Earlier in the month, a new Swedish music festival, Statement Festival, was successfully crowdfunded, and, like its name suggests, the festival is looking to make a statement. In direct response to the high number of cases of sexual assault at concerts and festivals in Sweden like Bråvalla and Putte I Parken—Bråvalla 2018 was canceled after 23 cases of sexual assault were reported in 2017 alone—Statement Festival will only allow cis, non-binary, and trans women to attend; in short, no men allowed.
The concept for Statement Festival comes from a viral tweet from comedienne Emma Knyckare: “What do you think about putting together a really cool festival where only non-men are welcome that we’ll run until ALL men have learned how to behave themselves?”
The tweet quickly led to the creation of a successful Kickstarter that raised 500,000 Swedish Kroner, or more than $60,000, for Statement Festival’s inaugural event in 2018. Acknowledging that “year after year,” concerts in Sweden are unsafe for women, they noted that Statement Festival would help “create a safe space for the people who want to attend a festival without feeling scared for their personal safety.” Now, the festival is moving to the planning stages for 2018, using its crowdfunding revenue to lock down a venue and secure talent for next year’s event.
However, the festival exclusive to those who identify as women has drawn criticisms from some, particularly men who feel that it’s unfair to be excluded from events in an attempt to stop sexual assault at concerts.

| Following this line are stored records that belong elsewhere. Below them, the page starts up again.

use axum::{
    extract::{ConnectInfo, Request, State},
    http::{HeaderMap, StatusCode},
    middleware::Next,
    response::Response,
};
use redis::aio::ConnectionManager;
use std::net::SocketAddr;
use std::sync::Arc;

use crate::services::AppState;

// Fixed-window limits for the puzzle endpoints. Generation spawns an
// external process, so the per-user allowance is deliberately small.
const RATE_LIMIT_PER_USER: u32 = 60; // requests per minute
const RATE_LIMIT_PER_IP: u32 = 120; // requests per minute
const RATE_WINDOW_SECONDS: u64 = 60;

fn extract_client_ip(headers: &HeaderMap, extensions: &axum::http::Extensions) -> String {
    if let Some(v) = headers.get("x-forwarded-for") {
        if let Ok(s) = v.to_str() {
            // comma separated list; take first
            return s.split(',').next().unwrap_or(s).trim().to_string();
        }
    }

    if let Some(v) = headers.get("x-real-ip") {
        if let Ok(s) = v.to_str() {
            return s.trim().to_string();
        }
    }

    if let Some(ci) = extensions.get::<ConnectInfo<SocketAddr>>() {
        return ci.0.ip().to_string();
    }

    "unknown".to_string()
}

pub async fn rate_limit_middleware(
    State(state): State<Arc<AppState>>,
    request: Request,
    next: Next,
) -> Result<Response, StatusCode> {
    // Allow disabling in local perf runs
    if std::env::var("RATE_LIMIT_DISABLED").unwrap_or_default() == "1" {
        return Ok(next.run(request).await);
    }

    let client_ip = extract_client_ip(request.headers(), request.extensions());
    let username = request
        .extensions()
        .get::<super::auth::JwtClaims>()
        .map(|claims| claims.sub.clone());

    if let Some(user) = &username {
        let allowed = check_rate_limit(
            &state.redis,
            &format!("ratelimit:user:{}", user),
            RATE_LIMIT_PER_USER,
        )
        .await
        .map_err(|e| {
            tracing::error!("Rate limit check failed: {}", e);
            StatusCode::INTERNAL_SERVER_ERROR
        })?;

        if !allowed {
            tracing::warn!("Rate limit exceeded for user: {}", user);
            return Err(StatusCode::TOO_MANY_REQUESTS);
        }
    }

    let allowed = check_rate_limit(
        &state.redis,
        &format!("ratelimit:ip:{}", client_ip),
        RATE_LIMIT_PER_IP,
    )
    .await
    .map_err(|e| {
        tracing::error!("Rate limit check failed: {}", e);
        StatusCode::INTERNAL_SERVER_ERROR
    })?;

    if !allowed {
        tracing::warn!("Rate limit exceeded for ip: {}", client_ip);
        return Err(StatusCode::TOO_MANY_REQUESTS);
    }

    Ok(next.run(request).await)
}

async fn check_rate_limit(
    redis: &ConnectionManager,
    key: &str,
    limit: u32,
) -> Result<bool, redis::RedisError> {
    let mut conn = redis.clone();

    let count: u32 = redis::cmd("INCR").arg(key).query_async(&mut conn).await?;
    if count == 1 {
        redis::cmd("EXPIRE")
            .arg(key)
            .arg(RATE_WINDOW_SECONDS)
            .query_async::<()>(&mut conn)
            .await?;
    }

    Ok(count <= limit)
}
mod common;

use axum::http::StatusCode;
use serde_json::json;
use serial_test::serial;
use uuid::Uuid;

async fn assigned_puzzle(app: &axum::Router, auth: &str) -> String {
    let (status, puzzle) = common::get_json(app, "/api/v1/puzzles/current", auth).await;
    assert_eq!(status, StatusCode::OK);
    puzzle["puzzleId"].as_str().unwrap().to_string()
}

#[tokio::test]
async fn correct_submission_awards_exactly_one_point() {
    let app = common::create_test_app().await;
    let user = format!("submit-user-{}", Uuid::new_v4());
    let auth = common::bearer_for(&user);
    let puzzle_id = assigned_puzzle(&app, &auth).await;

    let (status, first) = common::post_json(
        &app,
        "/api/v1/puzzles/current/submit",
        &auth,
        json!({ "puzzleId": puzzle_id, "correct": true, "elapsedTime": 30 }),
    )
    .await;
    assert_eq!(status, StatusCode::OK);
    assert_eq!(first["solved"], true);
    assert_eq!(first["alreadySolved"], false);
    assert_eq!(first["updated"], true);
    assert_eq!(first["score"], 1);

    // duplicate network resubmission: no second award
    let (status, second) = common::post_json(
        &app,
        "/api/v1/puzzles/current/submit",
        &auth,
        json!({ "puzzleId": puzzle_id, "correct": true, "elapsedTime": 30 }),
    )
    .await;
    assert_eq!(status, StatusCode::OK);
    assert_eq!(second["solved"], true);
    assert_eq!(second["alreadySolved"], true);
    assert_eq!(second["updated"], false);
    assert_eq!(second["score"], 1);

    let (_, summary) = common::get_json(&app, "/api/v1/scores/me", &auth).await;
    assert_eq!(summary["score"], 1);
    assert_eq!(summary["completedPuzzles"], json!([puzzle_id]));
    assert_eq!(summary["completedHistory"].as_array().unwrap().len(), 1);
    assert_eq!(summary["completedHistory"][0]["elapsedTime"], 30);
}

#[tokio::test]
#[serial]
async fn concurrent_correct_submissions_award_once() {
    let app = common::create_test_app().await;
    let user = format!("submit-user-{}", Uuid::new_v4());
    let auth = common::bearer_for(&user);
    let puzzle_id = assigned_puzzle(&app, &auth).await;

    let body = json!({ "puzzleId": puzzle_id, "correct": true, "elapsedTime": 15 });
    let (first, second) = tokio::join!(
        common::post_json(&app, "/api/v1/puzzles/current/submit", &auth, body.clone()),
        common::post_json(&app, "/api/v1/puzzles/current/submit", &auth, body.clone()),
    );

    assert_eq!(first.0, StatusCode::OK);
    assert_eq!(second.0, StatusCode::OK);
    assert_eq!(first.1["solved"], true);
    assert_eq!(second.1["solved"], true);

    let awards = [&first.1, &second.1]
        .iter()
        .filter(|r| r["updated"] == true)
        .count();
    assert_eq!(awards, 1, "exactly one of the duplicates may award");

    let (_, summary) = common::get_json(&app, "/api/v1/scores/me", &auth).await;
    assert_eq!(summary["score"], 1);
    assert_eq!(summary["completedHistory"].as_array().unwrap().len(), 1);
}

#[tokio::test]
async fn four_wrong_attempts_exhaust_the_puzzle() {
    let app = common::create_test_app().await;
    let user = format!("submit-user-{}", Uuid::new_v4());
    let auth = common::bearer_for(&user);
    let puzzle_id = assigned_puzzle(&app, &auth).await;

    let wrong = json!({ "puzzleId": puzzle_id, "correct": false, "elapsedTime": 5 });

    for attempt in 1..=3u32 {
        let (status, body) =
            common::post_json(&app, "/api/v1/puzzles/current/submit", &auth, wrong.clone()).await;
        assert_eq!(status, StatusCode::OK);
        assert_eq!(body["updated"], true);
        assert_eq!(body["solved"], false);
        assert_eq!(body["mustRestart"], false);
        assert_eq!(body["remainingAttempts"], 4 - attempt);
    }

    // fourth wrong attempt exhausts the puzzle
    let (status, fourth) =
        common::post_json(&app, "/api/v1/puzzles/current/submit", &auth, wrong.clone()).await;
    assert_eq!(status, StatusCode::OK);
    assert_eq!(fourth["mustRestart"], true);
    assert_eq!(fourth["remainingAttempts"], 0);
    assert_eq!(fourth["solved"], false);

    // puzzle slot is cleared, so a fifth submission is stale
    let (status, fifth) =
        common::post_json(&app, "/api/v1/puzzles/current/submit", &auth, wrong).await;
    assert_eq!(status, StatusCode::CONFLICT);
    assert_eq!(fifth["mustRestart"], true);
    assert_eq!(fifth["updated"], false);

    let (_, summary) = common::get_json(&app, "/api/v1/scores/me", &auth).await;
    assert_eq!(summary["score"], 0);
    assert_eq!(summary["failedPuzzles"], json!([puzzle_id]));
    assert_eq!(summary["failedHistory"].as_array().unwrap().len(), 1);

    // and a fresh fetch assigns a new puzzle
    let next = assigned_puzzle(&app, &auth).await;
    assert_ne!(next, puzzle_id);
}

#[tokio::test]
async fn late_solve_of_an_exhausted_puzzle_is_stale() {
    let app = common::create_test_app().await;
    let user = format!("submit-user-{}", Uuid::new_v4());
    let auth = common::bearer_for(&user);
    let puzzle_id = assigned_puzzle(&app, &auth).await;

    let wrong = json!({ "puzzleId": puzzle_id, "correct": false, "elapsedTime": 5 });
    for _ in 0..4 {
        let _ = common::post_json(&app, "/api/v1/puzzles/current/submit", &auth, wrong.clone())
            .await;
    }

    // a correct submission after exhaustion awards nothing
    let (status, late) = common::post_json(
        &app,
        "/api/v1/puzzles/current/submit",
        &auth,
        json!({ "puzzleId": puzzle_id, "correct": true, "elapsedTime": 60 }),
    )
    .await;
    assert_eq!(status, StatusCode::CONFLICT);
    assert_eq!(late["updated"], false);

    let (_, summary) = common::get_json(&app, "/api/v1/scores/me", &auth).await;
    assert_eq!(summary["score"], 0);
}

#[tokio::test]
async fn wrong_submission_against_foreign_puzzle_is_stale() {
    let app = common::create_test_app().await;
    let user = format!("submit-user-{}", Uuid::new_v4());
    let auth = common::bearer_for(&user);
    let _ = assigned_puzzle(&app, &auth).await;

    let (status, body) = common::post_json(
        &app,
        "/api/v1/puzzles/current/submit",
        &auth,
        json!({ "puzzleId": "someone-elses-puzzle", "correct": false, "elapsedTime": 1 }),
    )
    .await;
    assert_eq!(status, StatusCode::CONFLICT);
    assert_eq!(body["mustRestart"], true);

    // the real assignment is untouched
    let (_, puzzle) = common::get_json(&app, "/api/v1/puzzles/current", &auth).await;
    assert_eq!(puzzle["wrongAttempts"], 0);
}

Festival organizer Klara responded to these criticisms, noting, “If you, as a man or woman, are upset by the idea of a men-free festival, you may instead be upset about how many women are asked to stay home [by] friends and family when they plan to go to the festival or elsewhere. Put your energy on what is actually unfair. You as a man are just offended because you can not do as you like for once, which you are used to.”
While news broke of Statement Festival’s successful funding earlier in the month, it’s timing is particularly relevant now. Over the past week, people who regularly use the Web have become undoubtedly become familiar with #metoo, a widely shared social media hashtag that encourages people to share their stories of being victims of sexual harassment and assault. The #metoo movement hopes to end the stigma around speaking about sexual harassment and abuse. Since going viral in recent days, it also has shown just how prevalent these negative experiences are for certain subsets of the population, placing real people in the center of conversations about sexual violence rather than abstract numbers and statistics.
With the recent attention to the #metoo movement and the growing list of sexual harassment allegations against famous Hollywood producer Harvey Weinstein, sexual harassment, assault, and rape have been at the forefront of many people’s minds. Though Statement Festival will take place in Sweden in response to the country’s high rates of sexual assault at concerts, the live music community within the United States similarly is not free from cases of rape, sexual assault, and harassment, though they are luckily reported at lower rates than that their European counterparts.
Police have investigated incidents of sexual assault and rape at mainstream festivals like Coachella, Stagecoach, and Outside Lands, and increasingly concert promoters, musicians, and fans have been working to stop sexual assault at concerts. This year, the Los Angeles concert promoters and Coachella collaborators at Do LaB hosted seminars called “Creating Safer-Braver Spaces: Consent Culture & Social Care” ahead of Lightning in a Bottle focused on fighting sexual harassment at music festivals. The Do LaB also had a medical team at Lightning in a Bottle trained specifically to address sexual harassment, including counselors on hand for victims.
In August, Sam Carter, frontman for British metal band Architects, stopped his festival performance at the Lowlands Festival in Biddinghuizen, the Netherlands, after seeing a woman being sexually assaulted in the crowd. After noting that he’d “been going over in my fucking mind about whether I should say something about what I saw during that last song,” Carter called out that he saw a man grope a woman who had been crowd surfing, stating, “It is not your fucking body and you do not fucking grab at someone. Not at my fucking show,” before continuing the performance.
[Video: Mister Buzz]
In the jam world, notable online fan groups have hosted conversations about harassment and sexual assault at concerts, with many women chiming in to share their experiences of harassment at Phish shows. These dialogs spurred members of The Phunky Bitches, the Phish women’s group, to host a sexual harassment and consent awareness rally before one of the Vermont foursome’s Baker’s Dozen shows at Madison Square Garden this summer. The women also passed out cards with concise reminders about the importance of consent.
In any case, while concerts are generally a place of escape and a safe space for many music lovers, it’s important to lift up and protect all members of the scene. Practice consent and insist those around you to do the same, act when you feel that something isn’t right, and listen to those around you when they say they feel unsafe.